O vice-presidente da República, Geraldo Alckmin (PSB), afastou a possibilidade de concorrer a qualquer cargo, inclusive ao governo de São Paulo, caso seja substituído na chapa de reeleição do presidente Luiz Inácio Lula da Silva (PT). A informação foi repassada por dirigentes petistas a quem Alckmin comunicou pessoalmente que não pretende manter pretensões eleitorais fora da composição com o ex-presidente.
Segundo relatos de assessores e colaboradores próximos ao vice-presidente, a conversa não teve o caráter de ameaça de rompimento com o partido aliado, mas serviu para deixar clara sua disposição de não disputar um pleito avulso. A declaração ocorreu em reuniões restritas ao longo das últimas semanas, quando integrantes do PT manifestaram preocupação com eventuais mudanças na configuração da chapa presidencial para 2026.
Alckmin integrou a chapa de Lula em 2022 em um acordo político entre PT e PSB, que contou com apoio mútuo em diversas frentes de governo.
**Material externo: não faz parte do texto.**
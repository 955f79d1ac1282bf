//! Reddit API HTTP client
//!
//! Provides a submission source backed by the Reddit API with:
//! - Application-only OAuth (client credentials)
//! - One bounded search per fetch, paged with the listing cursor
//! - Error handling with network vs API error distinction
//! - Retry logic with exponential backoff

use async_trait::async_trait;
use chrono::{DateTime, Utc};
use once_cell::sync::Lazy;
use regex::Regex;
use reqwest::header::USER_AGENT;
use serde::Deserialize;
use std::time::Duration;
use thiserror::Error;
use tracing::{debug, info, warn};

use super::{RawSubmission, SubmissionSource};

/// Reddit never returns more than this many search results
pub const MAX_SEARCH_LIMIT: usize = 1000;

/// Most children Reddit puts in one listing page
pub const PAGE_SIZE: usize = 100;

/// Upper bound on a single backoff wait
const MAX_BACKOFF_SECS: u64 = 300;

static COMMUNITY_NAME: Lazy<Regex> =
    Lazy::new(|| Regex::new(r"^[A-Za-z0-9_]{1,21}$").expect("Invalid community name regex"));

/// Whether `name` is a well-formed community name (without the `r/` prefix)
pub fn is_valid_community(name: &str) -> bool {
    COMMUNITY_NAME.is_match(name)
}

/// Exponential backoff for the given attempt, capped
fn backoff_secs(attempt: u32) -> u64 {
    2_u64.saturating_pow(attempt).min(MAX_BACKOFF_SECS)
}

// =============================================================================
// Error Types
// =============================================================================

/// Reddit API errors
#[derive(Debug, Error)]
pub enum RedditError {
    /// Network error (connection failed, timeout, etc.)
    #[error("Network error: {0}")]
    Network(String),

    /// API error (4xx/5xx responses)
    #[error("API error (status {status}): {message}")]
    Api { status: u16, message: String },

    /// Response parsing error
    #[error("Failed to parse response: {0}")]
    Parse(String),

    /// Rate limit exceeded
    #[error("Rate limit exceeded, retry after {retry_after_secs} seconds")]
    RateLimit { retry_after_secs: u64 },

    /// Rejected credentials or forbidden community
    #[error("Unauthorized")]
    Unauthorized,

    /// Community does not exist
    #[error("Community not found: {0}")]
    NotFound(String),

    /// Community name that cannot be put in a request path
    #[error("Invalid community name: {0}")]
    InvalidCommunity(String),
}

impl From<reqwest::Error> for RedditError {
    fn from(err: reqwest::Error) -> Self {
        RedditError::Network(err.to_string())
    }
}

// =============================================================================
// Internal API Response Types
// =============================================================================

#[derive(Debug, Deserialize)]
struct TokenResponse {
    access_token: Option<String>,
    error: Option<String>,
}

#[derive(Debug, Deserialize)]
struct Listing {
    data: ListingData,
}

#[derive(Debug, Deserialize)]
struct ListingData {
    #[serde(default)]
    children: Vec<Child>,
    /// Cursor of the next page, absent on the last one
    #[serde(default)]
    after: Option<String>,
}

#[derive(Debug, Deserialize)]
struct Child {
    data: SubmissionData,
}

#[derive(Debug, Deserialize)]
struct SubmissionData {
    title: String,
    created_utc: f64,
    #[serde(default)]
    num_comments: u64,
    #[serde(default)]
    url: String,
}

impl SubmissionData {
    fn into_raw(self) -> Result<RawSubmission, RedditError> {
        let secs = self.created_utc.trunc() as i64;
        let nanos = (self.created_utc.fract() * 1e9).round() as u32;
        let created_utc = DateTime::<Utc>::from_timestamp(secs, nanos.min(999_999_999))
            .ok_or_else(|| {
                RedditError::Parse(format!("invalid created_utc {}", self.created_utc))
            })?;

        Ok(RawSubmission {
            title: self.title,
            created_utc,
            comment_count: self.num_comments,
            url: self.url,
        })
    }
}

// =============================================================================
// Reddit Client
// =============================================================================

/// Reddit API client
pub struct RedditClient {
    client: reqwest::Client,
    client_id: String,
    client_secret: String,
    user_agent: String,
    search_query: String,
    auth_url: String,
    api_url: String,
    timeout: Duration,
    max_retries: u32,
}

impl RedditClient {
    /// Host issuing OAuth tokens
    pub const DEFAULT_AUTH_URL: &'static str = "https://www.reddit.com";

    /// Host serving authenticated API requests
    pub const DEFAULT_API_URL: &'static str = "https://oauth.reddit.com";

    /// Search terms used to find discussion threads
    pub const DEFAULT_SEARCH_QUERY: &'static str = "episode discussion";

    /// Create a new Reddit client
    pub fn new(
        client_id: impl Into<String>,
        client_secret: impl Into<String>,
        user_agent: impl Into<String>,
    ) -> Self {
        Self {
            client: reqwest::Client::new(),
            client_id: client_id.into(),
            client_secret: client_secret.into(),
            user_agent: user_agent.into(),
            search_query: Self::DEFAULT_SEARCH_QUERY.to_string(),
            auth_url: Self::DEFAULT_AUTH_URL.to_string(),
            api_url: Self::DEFAULT_API_URL.to_string(),
            timeout: Duration::from_secs(30),
            max_retries: 3,
        }
    }

    /// Point the client at other hosts (used by tests against a mock server)
    pub fn with_base_urls(mut self, auth_url: impl Into<String>, api_url: impl Into<String>) -> Self {
        self.auth_url = auth_url.into();
        self.api_url = api_url.into();
        self
    }

    /// Override the search terms
    pub fn with_search_query(mut self, query: impl Into<String>) -> Self {
        self.search_query = query.into();
        self
    }

    /// Override request timeout and retry count
    pub fn with_retry_policy(mut self, timeout: Duration, max_retries: u32) -> Self {
        self.timeout = timeout;
        self.max_retries = max_retries;
        self
    }

    /// Search a community for up to `limit` submissions
    ///
    /// Pages through the listing until `limit` submissions are collected or
    /// Reddit reports no further page.
    pub async fn search(&self, community: &str, limit: usize) -> Result<Vec<RawSubmission>, RedditError> {
        if !is_valid_community(community) {
            return Err(RedditError::InvalidCommunity(community.to_string()));
        }

        let limit = limit.clamp(1, MAX_SEARCH_LIMIT);
        info!("Searching r/{} for `{}` (limit={})", community, self.search_query, limit);

        let mut token = None;
        let mut submissions = Vec::with_capacity(limit);
        let mut after: Option<String> = None;

        while submissions.len() < limit {
            let page_size = (limit - submissions.len()).min(PAGE_SIZE);
            let (page, next) = self
                .search_page_with_retry(&mut token, community, page_size, after.as_deref())
                .await?;

            debug!("Page of {} submissions from r/{}", page.len(), community);
            let empty = page.is_empty();
            submissions.extend(page);

            match next {
                Some(cursor) if !empty => after = Some(cursor),
                _ => break,
            }
        }

        submissions.truncate(limit);
        info!("Found {} submissions in r/{}", submissions.len(), community);
        Ok(submissions)
    }

    /// Fetch one page, retrying rate limits and network failures
    async fn search_page_with_retry(
        &self,
        token: &mut Option<String>,
        community: &str,
        page_size: usize,
        after: Option<&str>,
    ) -> Result<(Vec<RawSubmission>, Option<String>), RedditError> {
        let mut retry_count = 0;

        loop {
            match self.search_page(token, community, page_size, after).await {
                Ok(page) => return Ok(page),
                Err(RedditError::RateLimit { retry_after_secs }) if retry_count < self.max_retries => {
                    // Exponential backoff with rate limit hint
                    let wait_time = std::cmp::max(retry_after_secs, backoff_secs(retry_count));
                    warn!("Rate limited by Reddit, waiting {}s", wait_time);
                    tokio::time::sleep(Duration::from_secs(wait_time)).await;
                    retry_count += 1;
                }
                Err(RedditError::Network(msg)) if retry_count < self.max_retries => {
                    let wait_time = backoff_secs(retry_count);
                    warn!("Network error talking to Reddit ({}), retrying in {}s", msg, wait_time);
                    tokio::time::sleep(Duration::from_secs(wait_time)).await;
                    retry_count += 1;
                }
                Err(e) => return Err(e),
            }
        }
    }

    async fn search_page(
        &self,
        token: &mut Option<String>,
        community: &str,
        page_size: usize,
        after: Option<&str>,
    ) -> Result<(Vec<RawSubmission>, Option<String>), RedditError> {
        let bearer = match token.clone() {
            Some(bearer) => bearer,
            None => {
                let fresh = self.access_token().await?;
                *token = Some(fresh.clone());
                fresh
            }
        };

        let url = format!("{}/r/{}/search", self.api_url, community);
        let page_size = page_size.to_string();

        let mut request = self
            .client
            .get(&url)
            .header(USER_AGENT, &self.user_agent)
            .bearer_auth(bearer)
            .query(&[
                ("q", self.search_query.as_str()),
                ("restrict_sr", "1"),
                ("sort", "relevance"),
                ("limit", page_size.as_str()),
                ("raw_json", "1"),
            ]);
        if let Some(cursor) = after {
            request = request.query(&[("after", cursor)]);
        }

        let response = request.timeout(self.timeout).send().await?;

        let status = response.status();
        check_status(&response, community)?;

        let response_text = response.text().await?;
        if !status.is_success() {
            return Err(RedditError::Api {
                status: status.as_u16(),
                message: response_text,
            });
        }

        let listing: Listing = serde_json::from_str(&response_text)
            .map_err(|e| RedditError::Parse(format!("{}: {}", e, response_text)))?;

        let page = listing
            .data
            .children
            .into_iter()
            .map(|child| child.data.into_raw())
            .collect::<Result<Vec<_>, _>>()?;

        Ok((page, listing.data.after))
    }

    /// Obtain an application-only bearer token
    async fn access_token(&self) -> Result<String, RedditError> {
        let url = format!("{}/api/v1/access_token", self.auth_url);
        debug!("Requesting access token from {}", url);

        let response = self
            .client
            .post(&url)
            .header(USER_AGENT, &self.user_agent)
            .basic_auth(&self.client_id, Some(&self.client_secret))
            .form(&[("grant_type", "client_credentials")])
            .timeout(self.timeout)
            .send()
            .await?;

        let status = response.status();
        check_status(&response, "").map_err(|e| match e {
            RedditError::NotFound(_) => RedditError::Api {
                status: 404,
                message: format!("token endpoint not found: {}", url),
            },
            other => other,
        })?;

        let response_text = response.text().await?;
        if !status.is_success() {
            return Err(RedditError::Api {
                status: status.as_u16(),
                message: response_text,
            });
        }

        let token: TokenResponse = serde_json::from_str(&response_text)
            .map_err(|e| RedditError::Parse(format!("{}: {}", e, response_text)))?;

        // Reddit answers bad credentials with 200 and an error body
        if let Some(error) = token.error {
            warn!("Token request rejected: {}", error);
            return Err(RedditError::Unauthorized);
        }

        token
            .access_token
            .ok_or_else(|| RedditError::Parse("No access_token in response".to_string()))
    }

    /// Get the user agent
    pub fn user_agent(&self) -> &str {
        &self.user_agent
    }

    /// Get the search query
    pub fn search_query(&self) -> &str {
        &self.search_query
    }

    /// Get the API base URL
    pub fn api_url(&self) -> &str {
        &self.api_url
    }
}

/// Map the status codes every Reddit endpoint shares
fn check_status(response: &reqwest::Response, community: &str) -> Result<(), RedditError> {
    match response.status().as_u16() {
        429 => {
            let retry_after = response
                .headers()
                .get("Retry-After")
                .and_then(|v| v.to_str().ok())
                .and_then(|s| s.parse::<u64>().ok())
                .unwrap_or(60);
            Err(RedditError::RateLimit {
                retry_after_secs: retry_after,
            })
        }
        401 | 403 => Err(RedditError::Unauthorized),
        404 => Err(RedditError::NotFound(community.to_string())),
        _ => Ok(()),
    }
}

#[async_trait]
impl SubmissionSource for RedditClient {
    async fn fetch(&self, community: &str, limit: usize) -> Result<Vec<RawSubmission>, RedditError> {
        self.search(community, limit).await
    }
}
Desde então, o vice-presidente tem sido tratado como peça-chave na estratégia de reeleição, especialmente no estado de São Paulo, onde mantém forte base eleitoral. No entanto, caso seja preterido na nova composição, não pretende buscar outra candidatura.
O posicionamento de Alckmin reforça o alinhamento do PSB com a campanha petista, evidenciando a prioridade dada à continuidade da aliança federal. Até o momento, líderes da coligação avaliam diferentes cenários para 2026, mas não houve confirmação oficial de mudanças na chapa. A mensagem de Alckmin sinaliza confiança na manutenção de seu posto, mas também deixa claro que não haverá plano B em solo paulista.